In 1789 Fairfax, by now a priest in the Episcopal Church, purchased 229.5 acre from Bennet and built Mount Eagle, where he lived from 1790 until his death in 1802. Fairfax, a great friend of Washington, hosted Washington’s last meal away from Mount Vernon, on December 7, 1799. After the death of his wife, Jane Donaldson Fairfax, on 1 July 1805, the balance of their property was distributed amongst their heirs. His eldest son, Thomas, was executor of the estate, and began leasing out Mount Eagle with the first advertisement appearing in the Alexandria Gazette in 1806, placed by his cousin John Herbert. Herbert had either bought the property or was acting as Thomas's agent. His half-sister, Anne, and her husband filed suit in 1807 for an accounting of the estate that dragged through the courts until 1829 when it was decided against them. Herbert placed another advertisement in 1811 and his brother, William Herbert, sold the estate to Walter Jenifer six years later. Jenifer had financial problems the following year and attempted to sell Mount Eagle, but could not do so as the deed had not been recorded and the property reverted to William Herbert. He sold it to George Mason VI in 1825, but he only lived there for a few years before moving to Gunston Hall, and was only able to intermittently lease it, possibly because of its small 40 acre size.

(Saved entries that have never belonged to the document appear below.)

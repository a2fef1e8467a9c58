//! Resource allocation endpoints.

use log::info;

use super::Console;
use crate::{
    error::{ConsoleError, Result},
    models::{
        AllocationRequest, CostBreakdown, CostSummary, ResourceAllocation, ResourceKind,
        ResourceOption, TimelineItem,
    },
    params::{CostQuery, Id, ResourceSearch},
    transport::ApiRequest,
};

impl Console {
    pub async fn allocations(
        &self,
        kind: ResourceKind,
        wbs: &Id,
    ) -> Result<Vec<ResourceAllocation>> {
        self.client
            .fetch(ApiRequest::get(format!("/api/resources/{kind}/wbs/{}", wbs.id)))
            .await
    }

    /// Books a resource. The payload never carries a cost; the backend
    /// derives it.
    pub async fn create_allocation(&self, request: &AllocationRequest) -> Result<ResourceAllocation> {
        request.validate()?;
        let api_request =
            ApiRequest::post(format!("/api/resources/{}", request.kind)).json(&request.to_payload())?;
        let allocation: ResourceAllocation = self.client.fetch(api_request).await?;
        info!(
            "Allocated {} {} to WBS {}",
            request.kind, request.resource_id, request.wbs_id
        );
        Ok(allocation)
    }

    pub async fn update_allocation(
        &self,
        allocation: &Id,
        request: &AllocationRequest,
    ) -> Result<ResourceAllocation> {
        request.validate()?;
        let api_request = ApiRequest::put(format!(
            "/api/resources/{}/{}",
            request.kind, allocation.id
        ))
        .json(&request.to_payload())?;
        let updated: ResourceAllocation = self.client.fetch(api_request).await?;
        info!("Updated {} allocation {}", request.kind, allocation.id);
        Ok(updated)
    }

    pub async fn delete_allocation(&self, kind: ResourceKind, allocation: &Id) -> Result<()> {
        self.client
            .execute(ApiRequest::delete(format!(
                "/api/resources/{kind}/{}",
                allocation.id
            )))
            .await?;
        info!("Deleted {kind} allocation {}", allocation.id);
        Ok(())
    }

    /// Employees or equipment matching an optional search term.
    pub async fn resource_options(&self, params: &ResourceSearch) -> Result<Vec<ResourceOption>> {
        let mut request = ApiRequest::get(format!("/api/resources/{}/options", params.kind));
        if let Some(search) = params.search.as_deref().filter(|s| !s.trim().is_empty()) {
            request = request.query("search", search);
        }
        self.client.fetch(request).await
    }

    pub async fn allocation_timeline(&self, wbs: &Id) -> Result<Vec<TimelineItem>> {
        self.client
            .fetch(ApiRequest::get(format!("/api/resources/timeline/wbs/{}", wbs.id)))
            .await
    }

    pub async fn cost_summary(&self, wbs: &Id) -> Result<CostSummary> {
        self.client
            .fetch(ApiRequest::get(format!("/api/resources/cost/wbs/{}", wbs.id)))
            .await
    }

    /// Server-computed cost of booking one resource over a range.
    pub async fn cost_preview(&self, query: &CostQuery) -> Result<CostBreakdown> {
        if query.end_date < query.start_date {
            return Err(ConsoleError::validation("endDate")
                .with_reason("End date must be on or after start date"));
        }
        let request = ApiRequest::get(format!(
            "/api/resources/cost/{}/{}",
            query.kind, query.resource_id
        ))
        .query("startDate", query.start_date)
        .query("endDate", query.end_date);
        self.client.fetch(request).await
    }
}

After Mason's death in 1834, his widow attempted to sell it for many years, but found no buyers until Court Johnson bought the property in 1845. During the American Civil War, the Union Army began construction of earthworks on the ridge southwest of Hunting Creek after the defeat at the First Battle of Bull Run in July 1861. The largest and westernmost of these was Fort Lyon, but only a small portion was on the Johnsons' property, unlike the smaller Fort Farnsworth. Fort Lyon was completed in early 1862 while Fort Farnsworth was completed later in the year to cover the southeast approaches to the ridge. The family did not remain in Mount Eagle during the entire war as there are records of it being used to quarter officers at various times.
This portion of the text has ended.